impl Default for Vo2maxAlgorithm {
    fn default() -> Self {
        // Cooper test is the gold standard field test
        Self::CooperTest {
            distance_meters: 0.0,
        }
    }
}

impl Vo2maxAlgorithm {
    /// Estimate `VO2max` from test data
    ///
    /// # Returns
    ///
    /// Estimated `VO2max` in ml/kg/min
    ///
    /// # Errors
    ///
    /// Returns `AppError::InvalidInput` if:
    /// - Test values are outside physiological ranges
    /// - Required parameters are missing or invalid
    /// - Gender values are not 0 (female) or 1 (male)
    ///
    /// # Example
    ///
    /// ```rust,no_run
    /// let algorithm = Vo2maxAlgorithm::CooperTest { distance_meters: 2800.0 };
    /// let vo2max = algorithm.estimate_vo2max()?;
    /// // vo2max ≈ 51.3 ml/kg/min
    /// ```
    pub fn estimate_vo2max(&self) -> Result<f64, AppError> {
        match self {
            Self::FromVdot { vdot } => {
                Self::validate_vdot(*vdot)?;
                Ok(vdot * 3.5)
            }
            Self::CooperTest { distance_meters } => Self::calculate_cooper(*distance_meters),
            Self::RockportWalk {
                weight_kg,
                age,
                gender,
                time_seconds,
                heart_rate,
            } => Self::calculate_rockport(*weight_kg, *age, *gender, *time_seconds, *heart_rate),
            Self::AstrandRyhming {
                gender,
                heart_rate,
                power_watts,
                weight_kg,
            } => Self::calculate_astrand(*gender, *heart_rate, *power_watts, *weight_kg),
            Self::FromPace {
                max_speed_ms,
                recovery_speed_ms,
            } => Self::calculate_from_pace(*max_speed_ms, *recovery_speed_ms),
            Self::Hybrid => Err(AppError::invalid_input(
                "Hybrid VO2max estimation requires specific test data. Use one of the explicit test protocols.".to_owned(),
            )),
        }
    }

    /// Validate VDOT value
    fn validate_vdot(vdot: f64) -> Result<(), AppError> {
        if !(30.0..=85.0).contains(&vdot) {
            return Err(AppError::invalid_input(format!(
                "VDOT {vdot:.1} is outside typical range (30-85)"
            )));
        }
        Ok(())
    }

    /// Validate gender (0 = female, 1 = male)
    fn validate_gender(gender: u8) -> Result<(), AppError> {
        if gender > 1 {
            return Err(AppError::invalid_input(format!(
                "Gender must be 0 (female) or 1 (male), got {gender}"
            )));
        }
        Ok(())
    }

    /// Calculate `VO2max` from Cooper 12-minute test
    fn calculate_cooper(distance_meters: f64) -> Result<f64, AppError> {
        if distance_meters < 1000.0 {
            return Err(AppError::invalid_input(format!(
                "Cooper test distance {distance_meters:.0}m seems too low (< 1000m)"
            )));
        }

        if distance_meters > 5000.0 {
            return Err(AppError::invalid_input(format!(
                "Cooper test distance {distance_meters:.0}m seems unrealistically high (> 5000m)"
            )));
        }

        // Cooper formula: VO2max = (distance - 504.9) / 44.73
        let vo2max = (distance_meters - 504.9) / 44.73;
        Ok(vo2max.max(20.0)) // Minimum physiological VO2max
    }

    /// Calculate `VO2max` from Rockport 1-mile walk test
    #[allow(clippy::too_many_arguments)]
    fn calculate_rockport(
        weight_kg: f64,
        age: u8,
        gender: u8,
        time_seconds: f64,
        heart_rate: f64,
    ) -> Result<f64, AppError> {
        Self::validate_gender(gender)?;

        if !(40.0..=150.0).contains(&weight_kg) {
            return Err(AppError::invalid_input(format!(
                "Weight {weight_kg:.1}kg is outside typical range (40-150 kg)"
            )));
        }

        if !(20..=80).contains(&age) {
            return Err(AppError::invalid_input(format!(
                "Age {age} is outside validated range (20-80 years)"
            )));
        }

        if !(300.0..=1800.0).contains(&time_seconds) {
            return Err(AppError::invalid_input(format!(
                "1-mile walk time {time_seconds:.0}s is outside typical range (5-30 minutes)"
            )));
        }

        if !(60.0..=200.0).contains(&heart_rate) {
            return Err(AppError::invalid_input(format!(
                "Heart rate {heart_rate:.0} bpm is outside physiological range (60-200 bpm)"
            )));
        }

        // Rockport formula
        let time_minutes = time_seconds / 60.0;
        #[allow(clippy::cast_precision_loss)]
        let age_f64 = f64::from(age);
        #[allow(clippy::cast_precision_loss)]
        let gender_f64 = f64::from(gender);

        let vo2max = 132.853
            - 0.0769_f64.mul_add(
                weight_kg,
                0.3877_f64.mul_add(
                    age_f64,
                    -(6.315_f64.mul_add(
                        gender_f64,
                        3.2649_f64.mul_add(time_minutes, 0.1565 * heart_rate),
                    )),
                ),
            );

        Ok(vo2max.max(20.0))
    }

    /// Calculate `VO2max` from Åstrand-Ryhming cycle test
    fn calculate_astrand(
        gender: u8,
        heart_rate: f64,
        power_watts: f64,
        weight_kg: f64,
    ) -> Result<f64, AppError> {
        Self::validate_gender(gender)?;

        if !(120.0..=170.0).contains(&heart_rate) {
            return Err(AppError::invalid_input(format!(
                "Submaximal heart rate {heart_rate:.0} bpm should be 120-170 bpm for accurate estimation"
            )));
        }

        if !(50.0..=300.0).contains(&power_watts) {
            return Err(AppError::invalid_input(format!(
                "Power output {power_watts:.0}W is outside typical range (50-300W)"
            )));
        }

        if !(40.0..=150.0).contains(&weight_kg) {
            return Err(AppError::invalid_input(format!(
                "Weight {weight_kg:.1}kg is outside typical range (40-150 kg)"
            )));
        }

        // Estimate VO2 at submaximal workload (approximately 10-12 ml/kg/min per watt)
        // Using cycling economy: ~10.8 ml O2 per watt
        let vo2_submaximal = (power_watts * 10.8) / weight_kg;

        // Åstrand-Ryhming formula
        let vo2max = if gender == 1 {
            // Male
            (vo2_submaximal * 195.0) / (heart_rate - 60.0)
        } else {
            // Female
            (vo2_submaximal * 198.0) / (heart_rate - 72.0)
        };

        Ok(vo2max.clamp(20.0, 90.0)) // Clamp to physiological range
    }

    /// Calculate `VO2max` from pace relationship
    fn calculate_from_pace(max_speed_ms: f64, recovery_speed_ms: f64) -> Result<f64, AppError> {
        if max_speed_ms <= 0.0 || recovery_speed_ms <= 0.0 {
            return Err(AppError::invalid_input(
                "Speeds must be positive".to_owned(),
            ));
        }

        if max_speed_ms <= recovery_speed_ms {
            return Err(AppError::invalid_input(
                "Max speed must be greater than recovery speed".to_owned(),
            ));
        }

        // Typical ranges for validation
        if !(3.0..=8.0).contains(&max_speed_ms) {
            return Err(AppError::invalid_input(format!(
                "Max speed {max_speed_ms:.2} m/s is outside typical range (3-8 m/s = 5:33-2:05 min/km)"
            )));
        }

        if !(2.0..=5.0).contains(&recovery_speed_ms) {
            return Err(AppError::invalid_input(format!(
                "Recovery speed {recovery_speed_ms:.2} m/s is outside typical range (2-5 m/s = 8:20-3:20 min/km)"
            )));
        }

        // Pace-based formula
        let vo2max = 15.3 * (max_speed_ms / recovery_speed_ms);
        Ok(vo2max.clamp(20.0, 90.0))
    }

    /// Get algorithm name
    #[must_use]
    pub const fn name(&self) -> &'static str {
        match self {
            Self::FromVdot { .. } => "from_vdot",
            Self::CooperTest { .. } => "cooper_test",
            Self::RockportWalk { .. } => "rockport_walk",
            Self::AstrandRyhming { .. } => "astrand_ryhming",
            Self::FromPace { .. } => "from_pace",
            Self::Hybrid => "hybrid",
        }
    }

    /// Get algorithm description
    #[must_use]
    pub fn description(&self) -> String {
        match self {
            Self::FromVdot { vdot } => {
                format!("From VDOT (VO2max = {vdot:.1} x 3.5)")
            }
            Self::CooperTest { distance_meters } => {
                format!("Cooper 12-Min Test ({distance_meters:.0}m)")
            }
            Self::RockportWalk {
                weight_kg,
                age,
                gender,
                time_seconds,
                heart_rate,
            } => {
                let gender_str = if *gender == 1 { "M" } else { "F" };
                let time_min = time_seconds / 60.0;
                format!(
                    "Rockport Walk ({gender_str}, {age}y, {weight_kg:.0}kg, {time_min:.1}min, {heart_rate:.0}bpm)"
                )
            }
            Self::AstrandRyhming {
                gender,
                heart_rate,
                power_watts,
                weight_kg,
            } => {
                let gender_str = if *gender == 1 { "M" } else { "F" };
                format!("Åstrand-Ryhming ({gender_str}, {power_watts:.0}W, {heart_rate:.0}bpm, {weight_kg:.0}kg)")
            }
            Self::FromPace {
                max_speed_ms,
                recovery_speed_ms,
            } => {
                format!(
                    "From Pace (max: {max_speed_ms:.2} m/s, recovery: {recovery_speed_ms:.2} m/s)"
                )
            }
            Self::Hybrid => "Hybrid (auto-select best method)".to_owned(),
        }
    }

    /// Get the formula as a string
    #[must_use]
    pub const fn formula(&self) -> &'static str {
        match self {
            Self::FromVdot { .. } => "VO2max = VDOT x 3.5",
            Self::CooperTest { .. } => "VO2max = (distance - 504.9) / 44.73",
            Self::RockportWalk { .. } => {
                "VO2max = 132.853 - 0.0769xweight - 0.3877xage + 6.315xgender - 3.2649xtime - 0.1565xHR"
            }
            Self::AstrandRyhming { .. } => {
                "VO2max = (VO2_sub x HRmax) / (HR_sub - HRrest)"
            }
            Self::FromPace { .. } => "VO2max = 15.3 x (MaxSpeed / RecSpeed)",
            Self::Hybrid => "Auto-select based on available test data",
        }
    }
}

* * * *

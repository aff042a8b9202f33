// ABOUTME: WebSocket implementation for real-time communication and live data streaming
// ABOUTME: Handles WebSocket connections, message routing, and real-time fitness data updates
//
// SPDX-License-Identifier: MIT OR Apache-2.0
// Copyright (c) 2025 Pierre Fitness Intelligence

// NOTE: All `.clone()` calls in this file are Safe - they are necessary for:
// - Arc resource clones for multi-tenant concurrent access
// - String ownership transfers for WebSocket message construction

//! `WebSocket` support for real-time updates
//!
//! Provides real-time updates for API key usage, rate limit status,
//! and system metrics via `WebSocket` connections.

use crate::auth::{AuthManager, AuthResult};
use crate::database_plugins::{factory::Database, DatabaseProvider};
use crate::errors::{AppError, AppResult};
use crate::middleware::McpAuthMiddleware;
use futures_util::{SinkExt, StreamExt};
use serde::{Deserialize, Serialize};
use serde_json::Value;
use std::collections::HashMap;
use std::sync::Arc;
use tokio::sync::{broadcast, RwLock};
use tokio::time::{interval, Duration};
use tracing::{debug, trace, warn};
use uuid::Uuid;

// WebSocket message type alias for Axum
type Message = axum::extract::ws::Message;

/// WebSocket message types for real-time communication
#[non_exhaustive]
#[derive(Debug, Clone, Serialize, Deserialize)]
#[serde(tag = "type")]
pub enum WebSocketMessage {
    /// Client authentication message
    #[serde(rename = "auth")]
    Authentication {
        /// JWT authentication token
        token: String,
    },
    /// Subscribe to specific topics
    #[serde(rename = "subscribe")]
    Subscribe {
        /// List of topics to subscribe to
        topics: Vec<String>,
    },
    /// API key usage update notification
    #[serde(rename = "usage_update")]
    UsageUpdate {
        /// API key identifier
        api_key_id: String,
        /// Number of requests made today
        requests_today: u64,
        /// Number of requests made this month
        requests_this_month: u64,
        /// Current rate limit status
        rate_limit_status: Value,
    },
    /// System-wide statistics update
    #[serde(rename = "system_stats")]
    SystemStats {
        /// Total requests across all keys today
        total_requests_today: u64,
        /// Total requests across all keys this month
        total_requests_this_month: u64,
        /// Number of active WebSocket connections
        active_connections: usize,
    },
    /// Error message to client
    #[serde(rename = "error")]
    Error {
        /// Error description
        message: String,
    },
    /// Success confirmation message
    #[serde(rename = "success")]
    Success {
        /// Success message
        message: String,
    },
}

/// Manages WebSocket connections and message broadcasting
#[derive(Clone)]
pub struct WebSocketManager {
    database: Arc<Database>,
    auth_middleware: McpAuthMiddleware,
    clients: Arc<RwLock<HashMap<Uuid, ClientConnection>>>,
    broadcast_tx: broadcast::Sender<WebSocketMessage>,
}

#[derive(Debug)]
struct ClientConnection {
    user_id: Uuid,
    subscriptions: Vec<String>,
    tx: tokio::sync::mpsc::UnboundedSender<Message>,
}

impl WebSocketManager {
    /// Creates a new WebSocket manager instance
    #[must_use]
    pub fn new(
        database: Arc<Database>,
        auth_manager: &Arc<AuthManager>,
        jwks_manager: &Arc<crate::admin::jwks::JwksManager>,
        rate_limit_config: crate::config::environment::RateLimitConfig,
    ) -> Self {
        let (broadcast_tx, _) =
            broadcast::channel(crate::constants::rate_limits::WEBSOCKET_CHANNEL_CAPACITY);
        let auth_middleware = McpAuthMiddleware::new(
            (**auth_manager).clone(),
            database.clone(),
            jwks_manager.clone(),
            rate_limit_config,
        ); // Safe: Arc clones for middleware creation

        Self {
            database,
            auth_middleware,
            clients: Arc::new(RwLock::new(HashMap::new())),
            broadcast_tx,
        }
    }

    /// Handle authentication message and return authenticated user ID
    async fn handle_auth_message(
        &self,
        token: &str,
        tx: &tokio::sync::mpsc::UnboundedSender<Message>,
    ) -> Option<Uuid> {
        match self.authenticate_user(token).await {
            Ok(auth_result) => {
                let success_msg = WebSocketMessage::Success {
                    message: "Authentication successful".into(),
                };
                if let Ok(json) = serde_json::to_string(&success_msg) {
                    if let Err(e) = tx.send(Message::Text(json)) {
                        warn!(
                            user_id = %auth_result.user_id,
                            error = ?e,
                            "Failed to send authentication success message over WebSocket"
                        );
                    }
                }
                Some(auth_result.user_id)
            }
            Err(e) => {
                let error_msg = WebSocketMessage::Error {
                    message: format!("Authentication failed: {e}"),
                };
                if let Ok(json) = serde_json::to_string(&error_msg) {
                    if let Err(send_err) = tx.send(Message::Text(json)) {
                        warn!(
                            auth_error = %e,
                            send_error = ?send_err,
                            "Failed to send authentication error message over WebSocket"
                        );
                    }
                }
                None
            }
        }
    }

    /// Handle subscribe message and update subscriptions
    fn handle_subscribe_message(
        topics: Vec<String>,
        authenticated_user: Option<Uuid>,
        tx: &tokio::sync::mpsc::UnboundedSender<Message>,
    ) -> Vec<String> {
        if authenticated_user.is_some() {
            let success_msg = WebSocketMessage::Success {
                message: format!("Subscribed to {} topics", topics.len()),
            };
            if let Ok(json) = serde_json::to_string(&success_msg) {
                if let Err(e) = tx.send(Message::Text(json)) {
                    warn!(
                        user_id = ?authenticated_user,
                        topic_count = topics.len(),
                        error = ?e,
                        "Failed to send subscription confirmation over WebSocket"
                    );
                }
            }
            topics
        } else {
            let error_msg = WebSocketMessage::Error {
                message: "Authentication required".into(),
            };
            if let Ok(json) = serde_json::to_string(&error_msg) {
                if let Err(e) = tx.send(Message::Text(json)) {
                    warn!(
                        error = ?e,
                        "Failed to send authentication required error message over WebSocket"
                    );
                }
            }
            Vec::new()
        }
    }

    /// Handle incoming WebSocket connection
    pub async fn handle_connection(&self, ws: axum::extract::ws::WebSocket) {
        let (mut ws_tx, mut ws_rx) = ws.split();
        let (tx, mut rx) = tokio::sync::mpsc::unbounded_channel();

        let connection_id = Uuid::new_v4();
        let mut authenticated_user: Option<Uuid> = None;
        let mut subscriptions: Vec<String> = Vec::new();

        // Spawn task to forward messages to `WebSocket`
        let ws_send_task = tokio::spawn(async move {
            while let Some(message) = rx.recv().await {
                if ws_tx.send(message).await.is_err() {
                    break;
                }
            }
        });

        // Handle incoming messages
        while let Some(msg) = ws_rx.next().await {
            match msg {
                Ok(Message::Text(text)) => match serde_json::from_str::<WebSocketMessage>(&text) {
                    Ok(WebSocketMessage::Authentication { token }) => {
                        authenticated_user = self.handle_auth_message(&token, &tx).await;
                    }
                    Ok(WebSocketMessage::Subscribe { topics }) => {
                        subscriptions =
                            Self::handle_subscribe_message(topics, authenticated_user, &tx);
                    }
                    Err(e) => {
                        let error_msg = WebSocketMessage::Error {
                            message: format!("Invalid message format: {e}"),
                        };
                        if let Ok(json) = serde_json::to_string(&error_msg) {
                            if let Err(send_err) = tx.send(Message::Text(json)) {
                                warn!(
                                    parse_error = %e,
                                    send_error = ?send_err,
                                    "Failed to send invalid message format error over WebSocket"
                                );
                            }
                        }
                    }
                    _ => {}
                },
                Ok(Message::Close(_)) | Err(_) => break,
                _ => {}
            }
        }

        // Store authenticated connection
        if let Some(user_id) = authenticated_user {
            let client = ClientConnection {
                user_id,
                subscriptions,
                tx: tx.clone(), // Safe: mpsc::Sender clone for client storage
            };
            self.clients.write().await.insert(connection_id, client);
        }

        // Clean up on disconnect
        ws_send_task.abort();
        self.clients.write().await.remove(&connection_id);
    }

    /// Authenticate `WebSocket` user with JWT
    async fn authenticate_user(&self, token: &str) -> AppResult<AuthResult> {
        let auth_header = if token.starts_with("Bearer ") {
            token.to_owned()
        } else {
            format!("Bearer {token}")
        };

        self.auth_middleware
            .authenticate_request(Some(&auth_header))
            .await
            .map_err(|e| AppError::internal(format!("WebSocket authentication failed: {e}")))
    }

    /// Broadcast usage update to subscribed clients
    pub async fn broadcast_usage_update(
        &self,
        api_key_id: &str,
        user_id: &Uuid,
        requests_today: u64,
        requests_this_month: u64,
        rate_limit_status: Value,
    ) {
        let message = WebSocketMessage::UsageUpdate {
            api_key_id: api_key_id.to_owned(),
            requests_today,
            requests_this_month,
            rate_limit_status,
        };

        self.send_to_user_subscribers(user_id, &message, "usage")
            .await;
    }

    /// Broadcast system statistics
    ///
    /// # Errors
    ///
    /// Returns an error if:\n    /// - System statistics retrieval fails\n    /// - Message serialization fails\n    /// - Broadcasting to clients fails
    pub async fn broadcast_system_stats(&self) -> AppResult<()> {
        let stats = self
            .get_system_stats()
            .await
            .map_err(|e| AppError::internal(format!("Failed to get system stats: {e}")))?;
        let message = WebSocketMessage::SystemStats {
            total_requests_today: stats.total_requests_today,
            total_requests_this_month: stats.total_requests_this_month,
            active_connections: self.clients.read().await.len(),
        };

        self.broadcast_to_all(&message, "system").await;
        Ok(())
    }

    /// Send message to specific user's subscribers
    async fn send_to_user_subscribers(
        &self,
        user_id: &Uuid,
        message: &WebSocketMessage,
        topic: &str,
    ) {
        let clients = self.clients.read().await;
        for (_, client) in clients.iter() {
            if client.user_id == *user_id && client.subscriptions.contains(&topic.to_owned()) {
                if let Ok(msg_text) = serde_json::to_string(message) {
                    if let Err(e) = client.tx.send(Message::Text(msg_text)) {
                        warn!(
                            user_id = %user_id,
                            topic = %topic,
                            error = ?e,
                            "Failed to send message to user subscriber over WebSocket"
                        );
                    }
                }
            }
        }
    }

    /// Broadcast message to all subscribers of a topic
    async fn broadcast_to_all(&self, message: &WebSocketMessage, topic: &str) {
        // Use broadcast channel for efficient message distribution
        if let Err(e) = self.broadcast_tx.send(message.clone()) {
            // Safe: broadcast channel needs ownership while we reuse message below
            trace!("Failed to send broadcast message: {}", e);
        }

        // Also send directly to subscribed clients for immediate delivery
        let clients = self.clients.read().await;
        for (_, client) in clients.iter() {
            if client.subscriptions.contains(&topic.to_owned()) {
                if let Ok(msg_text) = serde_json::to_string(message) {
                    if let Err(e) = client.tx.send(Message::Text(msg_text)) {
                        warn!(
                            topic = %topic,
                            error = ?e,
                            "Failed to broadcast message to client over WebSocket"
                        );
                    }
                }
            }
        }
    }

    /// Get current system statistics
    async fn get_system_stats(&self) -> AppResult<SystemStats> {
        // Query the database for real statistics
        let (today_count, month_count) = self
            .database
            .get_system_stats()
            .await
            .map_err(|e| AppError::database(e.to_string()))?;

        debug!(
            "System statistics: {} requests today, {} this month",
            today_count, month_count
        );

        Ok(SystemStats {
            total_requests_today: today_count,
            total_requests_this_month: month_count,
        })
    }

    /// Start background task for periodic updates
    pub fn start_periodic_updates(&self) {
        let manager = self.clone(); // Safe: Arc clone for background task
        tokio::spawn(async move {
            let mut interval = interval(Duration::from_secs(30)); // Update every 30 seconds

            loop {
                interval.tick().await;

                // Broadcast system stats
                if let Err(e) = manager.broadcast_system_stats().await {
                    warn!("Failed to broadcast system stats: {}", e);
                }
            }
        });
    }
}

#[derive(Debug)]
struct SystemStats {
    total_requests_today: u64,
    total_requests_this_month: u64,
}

* * * *

**DIRECTIONS FOR THIS TASK**
Lines above with "trace" in them are the ones to copy.

**OUTPUT OF THE EXERCISE**
use tracing::{debug, trace, warn};
            trace!("Failed to send broadcast message: {}", e);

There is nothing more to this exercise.